** EXERCISE MATERIAL **
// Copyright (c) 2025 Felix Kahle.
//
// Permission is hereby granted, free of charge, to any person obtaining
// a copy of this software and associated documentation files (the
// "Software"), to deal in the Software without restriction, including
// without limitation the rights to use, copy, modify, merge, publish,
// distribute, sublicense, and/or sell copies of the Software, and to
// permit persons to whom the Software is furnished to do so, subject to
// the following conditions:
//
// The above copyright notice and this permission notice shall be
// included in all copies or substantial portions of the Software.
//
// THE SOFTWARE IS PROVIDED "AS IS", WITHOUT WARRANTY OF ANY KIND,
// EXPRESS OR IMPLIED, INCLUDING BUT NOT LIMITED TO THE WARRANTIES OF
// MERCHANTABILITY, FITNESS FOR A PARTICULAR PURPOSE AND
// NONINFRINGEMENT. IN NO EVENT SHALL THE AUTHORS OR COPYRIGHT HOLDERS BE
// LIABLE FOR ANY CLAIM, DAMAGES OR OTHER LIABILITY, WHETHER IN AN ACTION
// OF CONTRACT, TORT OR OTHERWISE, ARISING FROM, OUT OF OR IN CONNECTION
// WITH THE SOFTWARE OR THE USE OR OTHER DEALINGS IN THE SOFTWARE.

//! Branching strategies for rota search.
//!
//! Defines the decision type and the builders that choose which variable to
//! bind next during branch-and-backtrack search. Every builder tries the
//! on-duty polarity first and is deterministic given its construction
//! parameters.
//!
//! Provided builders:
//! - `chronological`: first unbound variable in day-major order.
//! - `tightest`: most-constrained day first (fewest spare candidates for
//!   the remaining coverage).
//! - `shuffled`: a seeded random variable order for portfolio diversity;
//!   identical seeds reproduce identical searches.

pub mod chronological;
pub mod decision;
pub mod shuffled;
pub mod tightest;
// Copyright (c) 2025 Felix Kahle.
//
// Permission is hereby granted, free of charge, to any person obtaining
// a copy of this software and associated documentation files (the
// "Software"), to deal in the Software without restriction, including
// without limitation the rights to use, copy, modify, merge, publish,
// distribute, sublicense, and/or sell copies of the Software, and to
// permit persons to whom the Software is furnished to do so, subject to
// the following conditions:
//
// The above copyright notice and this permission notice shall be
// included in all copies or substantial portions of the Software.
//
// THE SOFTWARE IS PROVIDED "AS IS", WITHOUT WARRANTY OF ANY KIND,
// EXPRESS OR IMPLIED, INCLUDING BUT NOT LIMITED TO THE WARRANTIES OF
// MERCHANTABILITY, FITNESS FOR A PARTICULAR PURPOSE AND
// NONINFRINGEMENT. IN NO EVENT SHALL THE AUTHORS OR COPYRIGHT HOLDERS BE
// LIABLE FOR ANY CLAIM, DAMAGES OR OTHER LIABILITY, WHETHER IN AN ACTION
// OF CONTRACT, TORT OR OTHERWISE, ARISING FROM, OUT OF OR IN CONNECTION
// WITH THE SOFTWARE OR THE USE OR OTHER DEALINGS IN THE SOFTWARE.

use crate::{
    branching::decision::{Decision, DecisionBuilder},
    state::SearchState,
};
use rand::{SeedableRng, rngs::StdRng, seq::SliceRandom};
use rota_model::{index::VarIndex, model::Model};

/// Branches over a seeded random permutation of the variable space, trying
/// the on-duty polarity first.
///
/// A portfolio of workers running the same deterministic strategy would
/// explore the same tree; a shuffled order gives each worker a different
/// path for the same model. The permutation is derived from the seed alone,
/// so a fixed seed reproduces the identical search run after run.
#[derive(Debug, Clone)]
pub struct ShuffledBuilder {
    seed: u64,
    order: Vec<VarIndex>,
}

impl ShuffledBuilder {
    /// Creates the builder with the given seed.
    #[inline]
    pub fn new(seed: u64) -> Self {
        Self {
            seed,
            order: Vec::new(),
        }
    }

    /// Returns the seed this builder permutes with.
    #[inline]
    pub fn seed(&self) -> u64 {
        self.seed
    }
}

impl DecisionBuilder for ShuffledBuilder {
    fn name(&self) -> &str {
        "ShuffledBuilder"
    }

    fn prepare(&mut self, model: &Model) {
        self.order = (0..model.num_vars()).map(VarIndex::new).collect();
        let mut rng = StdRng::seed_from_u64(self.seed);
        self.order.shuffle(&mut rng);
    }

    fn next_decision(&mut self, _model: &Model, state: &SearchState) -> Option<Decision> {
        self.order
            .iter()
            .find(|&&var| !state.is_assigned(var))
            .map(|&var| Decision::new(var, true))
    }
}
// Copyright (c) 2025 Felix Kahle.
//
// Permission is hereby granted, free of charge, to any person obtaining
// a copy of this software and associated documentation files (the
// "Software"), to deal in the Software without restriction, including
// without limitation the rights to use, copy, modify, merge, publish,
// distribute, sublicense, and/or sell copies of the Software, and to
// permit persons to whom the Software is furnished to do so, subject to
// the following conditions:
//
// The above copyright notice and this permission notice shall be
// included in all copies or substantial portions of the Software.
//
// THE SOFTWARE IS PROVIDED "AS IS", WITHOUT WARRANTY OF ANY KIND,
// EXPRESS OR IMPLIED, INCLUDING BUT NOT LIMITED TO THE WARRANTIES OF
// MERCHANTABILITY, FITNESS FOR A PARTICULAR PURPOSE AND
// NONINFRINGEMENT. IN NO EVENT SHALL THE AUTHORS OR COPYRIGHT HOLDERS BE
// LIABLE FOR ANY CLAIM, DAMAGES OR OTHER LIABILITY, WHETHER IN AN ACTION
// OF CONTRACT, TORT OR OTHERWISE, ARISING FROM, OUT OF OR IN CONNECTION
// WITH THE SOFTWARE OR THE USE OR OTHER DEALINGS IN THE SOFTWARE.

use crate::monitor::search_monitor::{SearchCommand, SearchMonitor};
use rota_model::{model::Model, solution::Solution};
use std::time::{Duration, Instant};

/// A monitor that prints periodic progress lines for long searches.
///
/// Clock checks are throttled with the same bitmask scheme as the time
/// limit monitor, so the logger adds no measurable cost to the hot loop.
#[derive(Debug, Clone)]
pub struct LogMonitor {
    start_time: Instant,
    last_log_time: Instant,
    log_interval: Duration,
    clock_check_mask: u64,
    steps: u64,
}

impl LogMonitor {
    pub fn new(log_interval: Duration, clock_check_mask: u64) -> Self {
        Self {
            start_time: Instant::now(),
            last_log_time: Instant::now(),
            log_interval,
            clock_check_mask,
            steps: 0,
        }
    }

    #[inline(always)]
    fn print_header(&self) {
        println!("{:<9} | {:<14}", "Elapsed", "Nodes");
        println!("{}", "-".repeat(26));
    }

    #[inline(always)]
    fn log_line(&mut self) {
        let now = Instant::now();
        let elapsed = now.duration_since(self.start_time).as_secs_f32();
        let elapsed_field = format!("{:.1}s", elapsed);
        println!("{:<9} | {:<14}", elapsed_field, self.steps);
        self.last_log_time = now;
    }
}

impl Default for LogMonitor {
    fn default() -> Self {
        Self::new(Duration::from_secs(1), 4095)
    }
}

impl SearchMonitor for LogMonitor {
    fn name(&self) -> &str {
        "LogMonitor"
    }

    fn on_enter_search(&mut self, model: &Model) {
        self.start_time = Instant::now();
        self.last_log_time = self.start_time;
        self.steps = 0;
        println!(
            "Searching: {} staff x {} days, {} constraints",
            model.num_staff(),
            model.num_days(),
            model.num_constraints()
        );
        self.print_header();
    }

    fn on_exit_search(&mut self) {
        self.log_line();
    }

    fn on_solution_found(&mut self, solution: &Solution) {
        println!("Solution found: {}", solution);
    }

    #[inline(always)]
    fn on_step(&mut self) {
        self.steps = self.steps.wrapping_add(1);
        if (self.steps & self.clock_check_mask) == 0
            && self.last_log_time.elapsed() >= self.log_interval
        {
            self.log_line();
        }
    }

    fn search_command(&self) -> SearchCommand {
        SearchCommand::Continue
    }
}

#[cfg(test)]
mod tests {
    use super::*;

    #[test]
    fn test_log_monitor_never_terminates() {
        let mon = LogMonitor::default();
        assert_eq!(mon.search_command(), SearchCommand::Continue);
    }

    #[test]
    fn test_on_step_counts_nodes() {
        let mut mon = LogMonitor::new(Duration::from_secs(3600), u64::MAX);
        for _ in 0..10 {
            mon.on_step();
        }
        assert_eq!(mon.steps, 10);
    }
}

** PROBLEM REQUIREMENTS **
From the records above, reproduce exactly the lines from the one with "self.steps = 0;" to the one with "assert_eq!(mon.steps, 10);", both included, and no others.

** REPLY TO THE TASK **
        self.steps = 0;
        println!(
            "Searching: {} staff x {} days, {} constraints",
            model.num_staff(),
            model.num_days(),
            model.num_constraints()
        );
        self.print_header();
    }

    fn on_exit_search(&mut self) {
        self.log_line();
    }

    fn on_solution_found(&mut self, solution: &Solution) {
        println!("Solution found: {}", solution);
    }

    #[inline(always)]
    fn on_step(&mut self) {
        self.steps = self.steps.wrapping_add(1);
        if (self.steps & self.clock_check_mask) == 0
            && self.last_log_time.elapsed() >= self.log_interval
        {
            self.log_line();
        }
    }

    fn search_command(&self) -> SearchCommand {
        SearchCommand::Continue
    }
}

#[cfg(test)]
mod tests {
    use super::*;

    #[test]
    fn test_log_monitor_never_terminates() {
        let mon = LogMonitor::default();
        assert_eq!(mon.search_command(), SearchCommand::Continue);
    }

    #[test]
    fn test_on_step_counts_nodes() {
        let mut mon = LogMonitor::new(Duration::from_secs(3600), u64::MAX);
        for _ in 0..10 {
            mon.on_step();
        }
        assert_eq!(mon.steps, 10);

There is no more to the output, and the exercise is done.